My introduction to fantasy role-playing games came in sixth grade. At a bookstore, I noticed a fascinating tome called the Fiend Folio detailing abilities of various monsters. I didn't know it, but the book was a Dungeons & Dragons resource. I bought it because the pictures were cool. It wasn't long before I became thoroughly hooked. I played D&D through high school before I realized it was consuming my life and decided to quit. (And even then, I didn't fully realize what I'd gotten myself into).

I say played, but mostly I just studied the game's systems. I spent more time reading about rules, creating characters, etc., than I did actually playing with other people. To me, mastering the system's intricacies was more satisfying ... and addictive.

Fast-forward 20 years to Square Enix's fantasy role-playing (video) game, Final Fantasy XII. As I prepared to write this review, I familiarized myself with its milieu (a word I learned from D&D). And I quickly concluded that the latest Final Fantasy entry not only offers a complex storyline and wide-open possibilities for character development, but it invites gamers into a rich world that can be completely engrossing for those tempted to escape into a fantasy realm.

War & Rebellion ...
Final Fantasy XII's plot, broadly speaking, revolves around war. The kingdom of Dalmasca has been invaded by its militant neighbor, the Archadian Empire. For 17-year-old Vaan, the invasion is more than he can bear. He's just a poor street thief (he steals from Archadian soldiers and returns booty to those who've been exploited), but he's determined to combat the interlopers.

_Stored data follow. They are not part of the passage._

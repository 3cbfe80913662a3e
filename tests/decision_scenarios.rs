//! End-to-end decision scenarios driven through the public API, with a
//! manual clock so refill and expiry timing is exact.

use std::sync::Arc;

use ratelimitd::core::{
    Algorithm, Clock, DecisionRequest, Dispatcher, Introspector, KvExecutor, ManualClock,
};
use ratelimitd::storage::MemoryExecutor;

struct Service {
    clock: Arc<ManualClock>,
    dispatcher: Dispatcher,
    introspector: Introspector,
}

fn service(start: f64) -> Service {
    let clock = Arc::new(ManualClock::new(start));
    let executor: Arc<dyn KvExecutor> =
        Arc::new(MemoryExecutor::new(clock.clone() as Arc<dyn Clock>));
    Service {
        clock: clock.clone(),
        dispatcher: Dispatcher::new(Arc::clone(&executor), clock as Arc<dyn Clock>),
        introspector: Introspector::new(executor),
    }
}

// An epoch instant aligned to a 60 second window boundary.
const ALIGNED: f64 = 1_000_020.0;

#[tokio::test]
async fn token_bucket_burst_then_steady() {
    let s = service(1_000_000.0);
    let request = DecisionRequest::new("burst-user", 10, 10);

    // The initial burst drains the full capacity.
    for expected_remaining in (0..10).rev() {
        let decision = s.dispatcher.decide(&request).await.unwrap();
        assert!(decision.allowed);
        assert_eq!(decision.remaining, expected_remaining);
    }

    // Empty bucket: denied with a one second hint at 1 token/s refill.
    let denied = s.dispatcher.decide(&request).await.unwrap();
    assert!(!denied.allowed);
    assert_eq!(denied.remaining, 0);
    assert_eq!(denied.retry_after, Some(1));

    // One second later a single token has refilled.
    s.clock.advance(1.0);
    let refilled = s.dispatcher.decide(&request).await.unwrap();
    assert!(refilled.allowed);
    assert_eq!(refilled.remaining, 0);
}

#[tokio::test]
async fn fixed_window_resets_on_the_boundary() {
    let s = service(ALIGNED);
    let request = DecisionRequest::new("fw-user", 3, 60).with_algorithm(Algorithm::FixedWindow);

    for expected_remaining in [2, 1, 0] {
        let decision = s.dispatcher.decide(&request).await.unwrap();
        assert!(decision.allowed);
        assert_eq!(decision.remaining, expected_remaining);
        assert_eq!(decision.reset_time, ALIGNED as i64 + 60);
    }

    // Mid-window the counter is saturated; no retry hint is offered.
    s.clock.set(ALIGNED + 30.0);
    let denied = s.dispatcher.decide(&request).await.unwrap();
    assert!(!denied.allowed);
    assert_eq!(denied.remaining, 0);
    assert_eq!(denied.retry_after, None);
    assert_eq!(denied.reset_time, ALIGNED as i64 + 60);

    // The next window opens with a fresh counter.
    s.clock.set(ALIGNED + 60.0);
    let fresh = s.dispatcher.decide(&request).await.unwrap();
    assert!(fresh.allowed);
    assert_eq!(fresh.remaining, 2);
    assert_eq!(fresh.reset_time, ALIGNED as i64 + 120);
}

#[tokio::test]
async fn fixed_window_boundary_is_exact() {
    let s = service(ALIGNED);
    let request = DecisionRequest::new("fw-edge", 1, 60).with_algorithm(Algorithm::FixedWindow);

    assert!(s.dispatcher.decide(&request).await.unwrap().allowed);

    // A whisker before the boundary the old window still applies.
    s.clock.set(ALIGNED + 59.999);
    assert!(!s.dispatcher.decide(&request).await.unwrap().allowed);

    // Exactly on the boundary a new window opens.
    s.clock.set(ALIGNED + 60.0);
    assert!(s.dispatcher.decide(&request).await.unwrap().allowed);
}

#[tokio::test]
async fn sliding_window_evicts_with_precision() {
    let base = 1_000_000.0;
    let s = service(base);
    let request = DecisionRequest::new("sw-user", 5, 10).with_algorithm(Algorithm::SlidingWindow);

    // One admission per second fills the window.
    for _ in 0..5 {
        assert!(s.dispatcher.decide(&request).await.unwrap().allowed);
        s.clock.advance(1.0);
    }

    // At t+5 the oldest admission (t+0) still has five seconds to live.
    let denied = s.dispatcher.decide(&request).await.unwrap();
    assert!(!denied.allowed);
    assert_eq!(denied.remaining, 0);
    assert_eq!(denied.retry_after, Some(5));

    // Once the oldest admission leaves the trailing window, room opens up.
    s.clock.set(base + 10.001);
    let admitted = s.dispatcher.decide(&request).await.unwrap();
    assert!(admitted.allowed);

    let entries = s.introspector.sliding_window_entries("sw-user").await.unwrap();
    assert_eq!(entries.len(), 5);
    assert!(entries.windows(2).all(|w| w[0].score <= w[1].score));
}

#[tokio::test]
async fn sliding_window_denies_rapid_burst_with_retry_hint() {
    let s = service(1_000_000.0);
    let request = DecisionRequest::new("sw-burst", 3, 10).with_algorithm(Algorithm::SlidingWindow);

    for _ in 0..3 {
        assert!(s.dispatcher.decide(&request).await.unwrap().allowed);
    }

    let denied = s.dispatcher.decide(&request).await.unwrap();
    assert!(!denied.allowed);
    assert!(denied.retry_after.unwrap_or(0) >= 1);
}

#[tokio::test]
async fn cost_equal_to_capacity_admits_exactly_once() {
    let s = service(1_000_000.0);
    let request = DecisionRequest::new("big-spender", 5, 5).with_cost(5);

    let first = s.dispatcher.decide(&request).await.unwrap();
    assert!(first.allowed);
    assert_eq!(first.remaining, 0);

    // Denied until the bucket refills completely.
    let denied = s.dispatcher.decide(&request).await.unwrap();
    assert!(!denied.allowed);
    assert_eq!(denied.retry_after, Some(5));

    s.clock.advance(5.0);
    assert!(s.dispatcher.decide(&request).await.unwrap().allowed);
}

#[tokio::test]
async fn cost_above_capacity_always_denies() {
    let s = service(1_000_000.0);
    let request = DecisionRequest::new("oversized", 2, 2).with_cost(3);

    let denied = s.dispatcher.decide(&request).await.unwrap();
    assert!(!denied.allowed);
    assert_eq!(denied.retry_after, Some(1));

    // No amount of waiting helps: the bucket caps at 2 tokens.
    s.clock.advance(100.0);
    let denied = s.dispatcher.decide(&request).await.unwrap();
    assert!(!denied.allowed);
    assert_eq!(denied.retry_after, Some(1));
}

#[tokio::test]
async fn fingerprints_are_isolated() {
    let s = service(1_000_000.0);

    // Exhaust fingerprint A.
    let a = DecisionRequest::new("tenant-a", 3, 60);
    for _ in 0..3 {
        assert!(s.dispatcher.decide(&a).await.unwrap().allowed);
    }
    assert!(!s.dispatcher.decide(&a).await.unwrap().allowed);

    // Fingerprint B with the same policy is untouched.
    let b = DecisionRequest::new("tenant-b", 3, 60);
    for expected_remaining in [2, 1, 0] {
        let decision = s.dispatcher.decide(&b).await.unwrap();
        assert!(decision.allowed);
        assert_eq!(decision.remaining, expected_remaining);
    }
}

#[tokio::test]
async fn idle_state_expires_after_an_hour() {
    let s = service(1_000_000.0);

    s.dispatcher
        .decide(&DecisionRequest::new("idle-user", 10, 60))
        .await
        .unwrap();
    s.dispatcher
        .decide(&DecisionRequest::new("idle-user", 10, 60).with_algorithm(Algorithm::SlidingWindow))
        .await
        .unwrap();

    // Just under the idle TTL both keys survive.
    s.clock.advance(3599.0);
    assert!(!s
        .introspector
        .token_bucket_state("idle-user")
        .await
        .unwrap()
        .is_empty());
    assert_eq!(
        s.introspector
            .sliding_window_entries("idle-user")
            .await
            .unwrap()
            .len(),
        1
    );

    // Past it they are gone.
    s.clock.advance(2.0);
    assert!(s
        .introspector
        .token_bucket_state("idle-user")
        .await
        .unwrap()
        .is_empty());
    assert!(s
        .introspector
        .sliding_window_entries("idle-user")
        .await
        .unwrap()
        .is_empty());
}

#[tokio::test]
async fn a_denied_fingerprint_recovers_after_expiry() {
    let s = service(1_000_000.0);
    let request = DecisionRequest::new("comeback", 2, 10);

    assert!(s.dispatcher.decide(&request).await.unwrap().allowed);
    assert!(s.dispatcher.decide(&request).await.unwrap().allowed);
    assert!(!s.dispatcher.decide(&request).await.unwrap().allowed);

    // After the idle TTL the fingerprint starts from a full bucket.
    s.clock.advance(3601.0);
    let decision = s.dispatcher.decide(&request).await.unwrap();
    assert!(decision.allowed);
    assert_eq!(decision.remaining, 1);
}
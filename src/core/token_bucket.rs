//! Token bucket decision engine.
//!
//! The bucket holds up to `limit` tokens and refills continuously at
//! `limit / window` tokens per second. A request costing `cost` tokens is
//! admitted iff the refilled bucket holds at least `cost`; admission debits
//! the bucket. Unused budget accumulates up to the capacity, so short bursts
//! are absorbed while the long-run rate stays at the refill rate.

use std::sync::Arc;

use crate::core::kv::{AtomicProgram, KvExecutor};
use crate::core::types::{token_bucket_key, Algorithm, DecisionResponse, Policy};
use crate::utils::error::{LimiterError, Result};

/// Refill-and-debit transition, executed in one step on the store.
///
/// KEYS[1] = bucket key; ARGV = capacity, refill rate, requested tokens, now.
/// Returns (allowed, post-decision tokens as a decimal string, retry seconds).
/// The token count crosses the reply boundary as a string because the store
/// truncates reply numbers to integers.
const TOKEN_BUCKET_PROGRAM: AtomicProgram = AtomicProgram {
    name: "token_bucket",
    source: r#"
local key = KEYS[1]
local capacity = tonumber(ARGV[1])
local refill_rate = tonumber(ARGV[2])
local requested = tonumber(ARGV[3])
local now = tonumber(ARGV[4])

local bucket = redis.call('HMGET', key, 'tokens', 'last_refill')
local tokens = tonumber(bucket[1])
local last_refill = tonumber(bucket[2])

if tokens == nil then
    tokens = capacity
    last_refill = now
end

-- Clamp so a caller clock behind the stored stamp never refills negatively.
local elapsed = math.max(0, now - last_refill)
tokens = math.min(capacity, tokens + elapsed * refill_rate)

local allowed = 0
local retry_after = 0
if tokens >= requested then
    tokens = tokens - requested
    allowed = 1
else
    retry_after = math.ceil((requested - tokens) / refill_rate)
end

redis.call('HSET', key, 'tokens', tokens, 'last_refill', now)
redis.call('EXPIRE', key, 3600)

return {allowed, tostring(tokens), retry_after}
"#,
};

/// Token bucket engine: one atomic program plus a response adapter.
pub struct TokenBucketEngine {
    executor: Arc<dyn KvExecutor>,
}

impl TokenBucketEngine {
    pub fn new(executor: Arc<dyn KvExecutor>) -> Self {
        Self { executor }
    }

    /// Run one decision at wall-clock `now` (fractional epoch seconds).
    ///
    /// `remaining` is the integer floor of the post-decision token count;
    /// `reset_time` is the end of the policy window, not the instant the
    /// bucket refills completely.
    pub async fn decide(&self, policy: &Policy, now: f64) -> Result<DecisionResponse> {
        let keys = vec![token_bucket_key(&policy.fingerprint)];
        let args = vec![
            policy.limit.to_string(),
            policy.refill_rate().to_string(),
            policy.cost.to_string(),
            format!("{:.6}", now),
        ];

        let reply = self
            .executor
            .eval(&TOKEN_BUCKET_PROGRAM, &keys, &args)
            .await?;
        if reply.len() != 3 {
            return Err(LimiterError::Protocol(format!(
                "token bucket program returned {} values, expected 3",
                reply.len()
            )));
        }

        let allowed = reply[0].as_i64()? == 1;
        let tokens = reply[1].as_f64()?;
        let retry_after = reply[2].as_i64()?;

        Ok(DecisionResponse {
            allowed,
            remaining: tokens.floor() as i64,
            reset_time: now as i64 + policy.window,
            retry_after: (retry_after > 0).then_some(retry_after),
            algorithm: Algorithm::TokenBucket,
            tokens: Some(tokens),
        })
    }
}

In a raid on the palace, Vaan's path crosses that of Dalmasca's princess Ashe, whom everyone believes is dead. Soon, they're joined by a sky pirate named Balthier, his bunny-eared partner Fran, a Dalmascan captain dubbed Basch, and Vaan's friend Penelo. These six adventurers' fates are woven together as they seek to restore Ashe to her throne. To do so, they'll explore a world known as Ivalice in search of the Sword of Kings—the only thing that stands between Archadia and world domination.

... And the Resulting Fog
Given this expansive story, it's no surprise that gameplay is complex. As you work through a dozen chapters, time is divided between tasks necessary to advance the story and open-ended side missions. In many RPGs, you simply kill monsters, collect the spoils and purchase the resources you need. Not so in this game. In addition to finding the money to equip yourself with weapons, armor, potions and magic spells, you have to earn license points to activate new skills. For example, you might purchase a broadsword, but you must have enough license points to use it. The same goes for other abilities your characters develop. It sounds complicated—and it is—but it's what initiates the game's immersive experience. (And that's not necessarily a good thing. Read on.)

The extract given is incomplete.